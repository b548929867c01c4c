//! Fixed table of derivative tiers.

use crate::utils::gcd;
use serde::{Serialize, Serializer};
use std::fmt;

/// Name of the entry that carries the unmodified source
pub const ORIGINAL_NAME: &str = "original";

/// Reduced `width:height` ratio
#[derive(Debug, Clone, Copy, PartialEq, Eq, Hash)]
pub struct AspectRatio {
    pub width: u32,
    pub height: u32,
}

impl AspectRatio {
    /// Ratio of a `width x height` rectangle, reduced by their gcd
    pub const fn of(width: u32, height: u32) -> Self {
        let divisor = gcd(width, height);
        if divisor == 0 {
            return Self { width: 0, height: 0 };
        }
        Self {
            width: width / divisor,
            height: height / divisor,
        }
    }
}

impl fmt::Display for AspectRatio {
    fn fmt(&self, f: &mut fmt::Formatter<'_>) -> fmt::Result {
        write!(f, "{}:{}", self.width, self.height)
    }
}

impl Serialize for AspectRatio {
    fn serialize<S: Serializer>(&self, serializer: S) -> Result<S::Ok, S::Error> {
        serializer.collect_str(self)
    }
}

/// One derivative tier: a name and exact target dimensions
#[derive(Debug, Clone, Copy, PartialEq, Eq)]
pub struct DerivativeSpec {
    pub name: &'static str,
    pub width: u32,
    pub height: u32,
    pub ratio: AspectRatio,
}

impl DerivativeSpec {
    const fn new(name: &'static str, width: u32, height: u32) -> Self {
        Self {
            name,
            width,
            height,
            ratio: AspectRatio::of(width, height),
        }
    }

    /// Formatted as `150x150`
    pub fn dimensions(&self) -> String {
        format!("{}x{}", self.width, self.height)
    }

    /// Looks up a tier by name
    pub fn find(name: &str) -> Option<&'static DerivativeSpec> {
        DERIVATIVE_SPECS.iter().find(|spec| spec.name == name)
    }
}

/// Every tier produced for a source, in output order
pub static DERIVATIVE_SPECS: [DerivativeSpec; 3] = [
    DerivativeSpec::new("thumbnail", 150, 150),
    DerivativeSpec::new("standard", 800, 800),
    DerivativeSpec::new("desktop", 1920, 1080),
];

/// Smallest side across all tiers; sources below it are rejected
pub fn min_source_side() -> u32 {
    DERIVATIVE_SPECS
        .iter()
        .map(|spec| spec.width.min(spec.height))
        .min()
        .unwrap_or(1)
}

#[cfg(test)]
mod tests {
    use super::*;

    #[test]
    fn test_table_entries() {
        let names: Vec<&str> = DERIVATIVE_SPECS.iter().map(|s| s.name).collect();
        assert_eq!(names, ["thumbnail", "standard", "desktop"]);

        let thumb = DerivativeSpec::find("thumbnail").unwrap();
        assert_eq!(thumb.dimensions(), "150x150");
        assert_eq!(thumb.ratio.to_string(), "1:1");

        let standard = DerivativeSpec::find("standard").unwrap();
        assert_eq!(standard.dimensions(), "800x800");
        assert_eq!(standard.ratio.to_string(), "1:1");

        let desktop = DerivativeSpec::find("desktop").unwrap();
        assert_eq!(desktop.dimensions(), "1920x1080");
        assert_eq!(desktop.ratio.to_string(), "16:9");

        assert!(DerivativeSpec::find(ORIGINAL_NAME).is_none());
    }

    #[test]
    fn test_min_source_side() {
        assert_eq!(min_source_side(), 150);
    }

    #[test]
    fn test_ratio_serializes_as_string() {
        let json = serde_json::to_string(&AspectRatio::of(3000, 2000)).unwrap();
        assert_eq!(json, "\"3:2\"");
        assert_eq!(AspectRatio::of(0, 0).to_string(), "0:0");
    }
}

WHAT THIS TASK INVOLVES:
From the first line of the records above down to the line containing "height: height /", repeat each line exactly as written. Include both of those lines and add nothing.

PROBLEM SOLUTION:
repository b548929867c01c4c
//! Fixed table of derivative tiers.

use crate::utils::gcd;
use serde::{Serialize, Serializer};
use std::fmt;

/// Name of the entry that carries the unmodified source
pub const ORIGINAL_NAME: &str = "original";

/// Reduced `width:height` ratio
#[derive(Debug, Clone, Copy, PartialEq, Eq, Hash)]
pub struct AspectRatio {
    pub width: u32,
    pub height: u32,
}

impl AspectRatio {
    /// Ratio of a `width x height` rectangle, reduced by their gcd
    pub const fn of(width: u32, height: u32) -> Self {
        let divisor = gcd(width, height);
        if divisor == 0 {
            return Self { width: 0, height: 0 };
        }
        Self {
            width: width / divisor,
            height: height / divisor,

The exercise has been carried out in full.